Leucopogon glabellus is a species of flowering plant in the family Ericaceae and is endemic to the south-west of Western Australia. It is an erect, glabrous shrub with slender branchlets, heart-shaped to lance-shaped leaves, and cylindrical spikes of white flowers.

==Description==
Leucopogon glabellus is an erect or straggly shrub that typically grows to a height of 0.1–1 m and has slender branchlets. Its leaves are heart-shaped to lance-shaped and 2–4 mm long, narrower leaves sometimes to 6 mm long. The flowers are arranged in cylindrical, many-flowered spikes on the ends of branches with small, leaf-like bracts and bracteoles less than half as long as the sepals.

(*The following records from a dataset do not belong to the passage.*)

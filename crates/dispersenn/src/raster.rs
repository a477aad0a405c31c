//! Target rasterization, normalization and rendering.
//!
//! A target map is a PNG whose blue channel encodes dispersal and whose red
//! channel encodes density. Each is log-transformed, averaged onto a coarse
//! `coarseness × coarseness` grid, and block-replicated back up to
//! `size_out × size_out`:
//!
//! ```text
//! PNG [H, W, 4] ──ln──► ChannelPair<[H, W]> ──coarsen──► [c, c] ──replicate──► [size_out, size_out]
//! ```
//!
//! Corpus-wide [`NormStats`] (per-channel mean and population standard
//! deviation) standardize the targets for training and are inverted for
//! prediction output.

use image::{Rgba, RgbaImage};
use ndarray::{s, Array2, Array3, Axis};
use serde::{Deserialize, Serialize};
use std::fmt::Write as _;
use std::path::Path;
use tracing::debug;

use crate::channels::{Channel, ChannelPair};
use crate::error::DatasetError;

// ---------------------------------------------------------------------------
// Reading
// ---------------------------------------------------------------------------

/// Decode `path` into per-channel log intensities.
///
/// Any PNG colour type is accepted; samples are scaled to `[0, 1]` first.
pub fn read_log_field(path: &Path) -> Result<ChannelPair<Array2<f64>>, DatasetError> {
    let img = image::open(path)
        .map_err(|e| DatasetError::image(path, e.to_string()))?
        .to_rgba32f();
    let (w, h) = (img.width() as usize, img.height() as usize);

    let mut field = ChannelPair::from_fn(|_| Array2::<f64>::zeros((h, w)));
    for (x, y, px) in img.enumerate_pixels() {
        let (row, col) = (y as usize, x as usize);
        for channel in Channel::ALL {
            let value = f64::from(match channel {
                Channel::Dispersal => px[2],
                Channel::Density => px[0],
            });
            if value <= 0.0 {
                return Err(DatasetError::NonPositiveIntensity {
                    channel: channel.name(),
                    row,
                    col,
                    value,
                });
            }
            field.get_mut(channel)[[row, col]] = value.ln();
        }
    }
    Ok(field)
}

/// Average `field` onto a `coarseness × coarseness` grid.
///
/// Cell `(m, k)` covers rows `[ceil(H/c·m), floor(H/c·(m+1)))` and the
/// matching column range, so fractional edge pixels are dropped.
pub fn coarsen(field: &Array2<f64>, coarseness: usize) -> Result<Array2<f64>, DatasetError> {
    let (h, w) = field.dim();
    let bounds = |extent: usize, m: usize| {
        let step = extent as f64 / coarseness as f64;
        ((step * m as f64).ceil() as usize, ((step * (m + 1) as f64).floor() as usize).min(extent))
    };

    let mut out = Array2::<f64>::zeros((coarseness, coarseness));
    for m in 0..coarseness {
        let (r0, r1) = bounds(h, m);
        for k in 0..coarseness {
            let (c0, c1) = bounds(w, k);
            if r1 <= r0 || c1 <= c0 {
                return Err(DatasetError::EmptyWindow { row: m, col: k, height: h, width: w });
            }
            let window = field.slice(s![r0..r1, c0..c1]);
            out[[m, k]] = window.sum() / window.len() as f64;
        }
    }
    Ok(out)
}

/// Nearest-neighbour block replication by `factor` along both axes.
pub fn replicate(coarse: &Array2<f64>, factor: usize) -> Array2<f64> {
    let (h, w) = coarse.dim();
    Array2::from_shape_fn((h * factor, w * factor), |(r, c)| coarse[[r / factor, c / factor]])
}

/// Read a target PNG and produce the `size_out × size_out` log maps.
///
/// `coarseness` must divide `size_out`.
pub fn read_map(
    path: &Path,
    coarseness: usize,
    size_out: usize,
) -> Result<ChannelPair<Array2<f32>>, DatasetError> {
    if coarseness == 0 || size_out % coarseness != 0 {
        return Err(DatasetError::format(format!(
            "grid coarseness {coarseness} does not divide output size {size_out}"
        )));
    }
    let factor = size_out / coarseness;
    let field = read_log_field(path)?;
    let maps = field.try_map(|_, f| {
        coarsen(&f, coarseness).map(|c| replicate(&c, factor).mapv(|v| v as f32))
    })?;
    debug!(path = %path.display(), coarseness, size_out, "rasterized target");
    Ok(maps)
}

// ---------------------------------------------------------------------------
// On-disk target layout
// ---------------------------------------------------------------------------

/// Stack a channel pair into the channel-last `[H, W, 2]` layout.
pub fn stack_channels(maps: &ChannelPair<Array2<f32>>) -> Result<Array3<f32>, DatasetError> {
    let views = [maps.dispersal.view(), maps.density.view()];
    ndarray::stack(Axis(2), &views).map_err(|e| DatasetError::format(format!("cannot stack channels: {e}")))
}

/// Split a channel-last `[H, W, 2]` array into a channel pair.
pub fn split_channels(stacked: &Array3<f32>) -> Result<ChannelPair<Array2<f32>>, DatasetError> {
    if stacked.len_of(Axis(2)) != 2 {
        return Err(DatasetError::format(format!(
            "expected 2 channels in last axis, got shape {:?}",
            stacked.shape()
        )));
    }
    Ok(ChannelPair::from_fn(|c| stacked.index_axis(Axis(2), c.index()).to_owned()))
}

/// Write maps as `[H, W, 2]` f32 NPY.
pub fn save_target(path: &Path, maps: &ChannelPair<Array2<f32>>) -> Result<(), DatasetError> {
    let stacked = stack_channels(maps)?;
    ndarray_npy::write_npy(path, &stacked).map_err(|e| DatasetError::npy(path, e.to_string()))
}

/// Read maps from `[H, W, 2]` f32 NPY.
pub fn load_target(path: &Path) -> Result<ChannelPair<Array2<f32>>, DatasetError> {
    let stacked: Array3<f32> =
        ndarray_npy::read_npy(path).map_err(|e| DatasetError::npy(path, e.to_string()))?;
    split_channels(&stacked)
}

// ---------------------------------------------------------------------------
// NormStats
// ---------------------------------------------------------------------------

/// Mean and population standard deviation of one channel.
#[derive(Debug, Clone, Copy, PartialEq, Default, Serialize, Deserialize)]
pub struct ChannelStats {
    /// Mean.
    pub mean: f64,
    /// Population standard deviation.
    pub sd: f64,
}

/// Per-channel normalization statistics over a corpus of target maps.
#[derive(Debug, Clone, Copy, PartialEq, Default, Serialize, Deserialize)]
pub struct NormStats {
    /// Statistics per channel.
    pub channels: ChannelPair<ChannelStats>,
}

impl NormStats {
    /// Build from explicit values.
    pub fn new(dispersal: ChannelStats, density: ChannelStats) -> Self {
        NormStats { channels: ChannelPair::new(dispersal, density) }
    }

    /// Statistics over `maps`, streamed one map at a time.
    pub fn from_maps<'a, I>(maps: I) -> Result<Self, DatasetError>
    where
        I: IntoIterator<Item = &'a ChannelPair<Array2<f32>>>,
    {
        let mut acc = StatsAccumulator::default();
        for m in maps {
            acc.push(m);
        }
        acc.finish()
    }

    fn checked(&self, channel: Channel) -> Result<ChannelStats, DatasetError> {
        let st = *self.channels.get(channel);
        if !(st.sd > 0.0) || !st.sd.is_finite() || !st.mean.is_finite() {
            return Err(DatasetError::DegenerateStats {
                channel: channel.name(),
                reason: format!("mean={}, sd={}", st.mean, st.sd),
            });
        }
        Ok(st)
    }

    /// `(x − mean) / sd` per channel.
    pub fn normalize(&self, maps: &ChannelPair<Array2<f32>>) -> Result<ChannelPair<Array2<f32>>, DatasetError> {
        maps.each_ref().try_map(|c, m| {
            let st = self.checked(c)?;
            Ok(m.mapv(|v| ((f64::from(v) - st.mean) / st.sd) as f32))
        })
    }

    /// `x · sd + mean` per channel.
    pub fn denormalize(&self, maps: &ChannelPair<Array2<f32>>) -> Result<ChannelPair<Array2<f32>>, DatasetError> {
        maps.each_ref().try_map(|c, m| {
            let st = self.checked(c)?;
            Ok(m.mapv(|v| (f64::from(v) * st.sd + st.mean) as f32))
        })
    }

    /// `[2, 2]` array, rows = channel, columns = (mean, sd).
    pub fn to_array(&self) -> Array2<f64> {
        let mut a = Array2::<f64>::zeros((2, 2));
        for (c, st) in self.channels.iter() {
            a[[c.index(), 0]] = st.mean;
            a[[c.index(), 1]] = st.sd;
        }
        a
    }

    /// Inverse of [`NormStats::to_array`].
    pub fn from_array(a: &Array2<f64>) -> Result<Self, DatasetError> {
        if a.dim() != (2, 2) {
            return Err(DatasetError::format(format!("stats array must be 2x2, got {:?}", a.shape())));
        }
        Ok(NormStats {
            channels: ChannelPair::from_fn(|c| ChannelStats { mean: a[[c.index(), 0]], sd: a[[c.index(), 1]] }),
        })
    }

    /// Persist as `mean_sd.npy`-style `[2, 2]` f64.
    pub fn save_npy(&self, path: &Path) -> Result<(), DatasetError> {
        ndarray_npy::write_npy(path, &self.to_array()).map_err(|e| DatasetError::npy(path, e.to_string()))
    }

    /// Load from a `[2, 2]` f64 NPY.
    pub fn load_npy(path: &Path) -> Result<Self, DatasetError> {
        let a: Array2<f64> = ndarray_npy::read_npy(path).map_err(|e| DatasetError::npy(path, e.to_string()))?;
        Self::from_array(&a)
    }

    /// Persist as pretty JSON.
    pub fn save_json(&self, path: &Path) -> Result<(), DatasetError> {
        let json = serde_json::to_string_pretty(self).map_err(|e| DatasetError::format(e.to_string()))?;
        std::fs::write(path, json).map_err(|e| DatasetError::io_error(path, e))
    }

    /// Load from JSON.
    pub fn load_json(path: &Path) -> Result<Self, DatasetError> {
        let text = std::fs::read_to_string(path).map_err(|e| DatasetError::io_error(path, e))?;
        serde_json::from_str(&text).map_err(|e| DatasetError::format(format!("{}: {e}", path.display())))
    }
}

/// Streaming per-channel mean/variance accumulator.
///
/// Batches are merged with the parallel-variance update, so results do not
/// depend on how the corpus is chunked.
#[derive(Debug, Clone, Copy, Default)]
pub struct StatsAccumulator {
    count: ChannelPair<u64>,
    mean: ChannelPair<f64>,
    m2: ChannelPair<f64>,
}

impl StatsAccumulator {
    /// Fold one pair of maps in.
    pub fn push(&mut self, maps: &ChannelPair<Array2<f32>>) {
        for (c, m) in maps.iter() {
            let nb = m.len() as u64;
            if nb == 0 {
                continue;
            }
            let mean_b = m.iter().map(|&v| f64::from(v)).sum::<f64>() / nb as f64;
            let m2_b = m.iter().map(|&v| (f64::from(v) - mean_b).powi(2)).sum::<f64>();

            let na = *self.count.get(c);
            let mean_a = *self.mean.get(c);
            let n = na + nb;
            let delta = mean_b - mean_a;
            *self.mean.get_mut(c) = mean_a + delta * nb as f64 / n as f64;
            *self.m2.get_mut(c) += m2_b + delta * delta * (na as f64) * (nb as f64) / n as f64;
            *self.count.get_mut(c) = n;
        }
    }

    /// Values seen per channel.
    pub fn count(&self) -> u64 {
        self.count.dispersal
    }

    /// Final statistics.
    pub fn finish(&self) -> Result<NormStats, DatasetError> {
        let channels = self.count.try_map(|c, n| {
            if n == 0 {
                return Err(DatasetError::DegenerateStats {
                    channel: c.name(),
                    reason: "no values accumulated".into(),
                });
            }
            Ok(ChannelStats { mean: *self.mean.get(c), sd: (self.m2.get(c) / n as f64).sqrt() })
        })?;
        Ok(NormStats { channels })
    }
}

// ---------------------------------------------------------------------------
// Rendering
// ---------------------------------------------------------------------------

/// Render one channel as RGBA `(0, 0, v, v)` with `v = clip(round(x·255))`.
pub fn render_channel(map: &Array2<f32>) -> RgbaImage {
    let (h, w) = map.dim();
    RgbaImage::from_fn(w as u32, h as u32, |x, y| {
        let v = (f64::from(map[[y as usize, x as usize]]) * 255.0).round_ties_even().clamp(0.0, 255.0) as u8;
        Rgba([0, 0, v, v])
    })
}

/// Render and write one channel as PNG.
pub fn save_channel_png(path: &Path, map: &Array2<f32>) -> Result<(), DatasetError> {
    render_channel(map)
        .save(path)
        .map_err(|e| DatasetError::image(path, e.to_string()))
}

/// One tab-separated prediction record: `id, size, truth…, prediction…`.
///
/// Values are flattened in channel-last order to match the NPY layout.
pub fn prediction_record(
    id: &str,
    truth: &ChannelPair<Array2<f32>>,
    prediction: &ChannelPair<Array2<f32>>,
) -> Result<String, DatasetError> {
    let size = truth.dispersal.nrows();
    let mut line = format!("{id}\t{size}");
    for maps in [truth, prediction] {
        for v in stack_channels(maps)?.iter() {
            // Writing to a String cannot fail.
            let _ = write!(line, "\t{v}");
        }
    }
    Ok(line)
}

#[cfg(test)]
mod tests {
    use super::*;
    use approx::assert_abs_diff_eq;
    use ndarray::array;

    #[test]
    fn coarsen_even_windows() {
        let field = Array2::from_shape_fn((4, 4), |(r, c)| (r * 4 + c) as f64);
        let out = coarsen(&field, 2).unwrap();
        assert_eq!(out, array![[2.5, 4.5], [10.5, 12.5]]);
    }

    #[test]
    fn coarsen_drops_fractional_edges() {
        // 5 / 2 = 2.5: cell 0 covers [0, 2), cell 1 covers [3, 5).
        let field = Array2::from_shape_fn((5, 5), |(r, _)| r as f64);
        let out = coarsen(&field, 2).unwrap();
        assert_eq!(out[[0, 0]], 0.5);
        assert_eq!(out[[1, 0]], 3.5);
    }

    #[test]
    fn coarsen_empty_window_errors() {
        let field = Array2::<f64>::zeros((3, 3));
        assert!(matches!(coarsen(&field, 4), Err(DatasetError::EmptyWindow { .. })));
    }

    #[test]
    fn replicate_blocks() {
        let out = replicate(&array![[1.0, 2.0], [3.0, 4.0]], 3);
        assert_eq!(out.dim(), (6, 6));
        assert_eq!(out[[2, 2]], 1.0);
        assert_eq!(out[[3, 5]], 4.0);
    }

    #[test]
    fn accumulator_matches_population_stats() {
        let a = ChannelPair::new(array![[1.0f32, 2.0]], array![[0.0f32, 0.0]]);
        let b = ChannelPair::new(array![[3.0f32, 4.0]], array![[2.0f32, 2.0]]);
        let stats = NormStats::from_maps([&a, &b]).unwrap();
        assert_abs_diff_eq!(stats.channels.dispersal.mean, 2.5, epsilon = 1e-12);
        assert_abs_diff_eq!(stats.channels.dispersal.sd, 1.25f64.sqrt(), epsilon = 1e-12);
        assert_abs_diff_eq!(stats.channels.density.sd, 1.0, epsilon = 1e-12);
    }

    #[test]
    fn zero_sd_is_rejected() {
        let stats = NormStats::new(ChannelStats { mean: 0.0, sd: 1.0 }, ChannelStats { mean: 0.0, sd: 0.0 });
        let maps = ChannelPair::from_fn(|_| Array2::<f32>::zeros((2, 2)));
        assert!(matches!(stats.normalize(&maps), Err(DatasetError::DegenerateStats { channel: "density", .. })));
    }

    #[test]
    fn render_scales_and_clips() {
        let img = render_channel(&array![[0.0f32, 0.5, -1.0, 2.0]]);
        let blue: Vec<u8> = img.pixels().map(|p| p[2]).collect();
        assert_eq!(blue, vec![0, 128, 0, 255]);
        assert_eq!(img.get_pixel(3, 0), &Rgba([0, 0, 255, 255]));
    }

    #[test]
    fn prediction_record_layout() {
        let t = ChannelPair::new(array![[1.0f32]], array![[2.0f32]]);
        let p = ChannelPair::new(array![[3.0f32]], array![[4.0f32]]);
        assert_eq!(prediction_record("7", &t, &p).unwrap(), "7\t1\t1\t2\t3\t4");
    }
}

The sepals are less than 2 mm long and the petals white and about 3 mm long, forming a tube with lobes longer than the petal tube.

==Taxonomy==
Leucopogon glabellus was first formally described in 1810 by Robert Brown in his Prodromus Florae Novae Hollandiae et Insulae Van Diemen . The specific epithet (glabellus) means "glabrous".

==Distribution and habitat==
This leucopogon grows in winter-wet places, on granite outcrops and on hills and is widespread in the Avon Wheatbelt, Esperance Plains, Jarrah Forest, Mallee, Swan Coastal Plain and Warren bioregions of south-western Western Australia.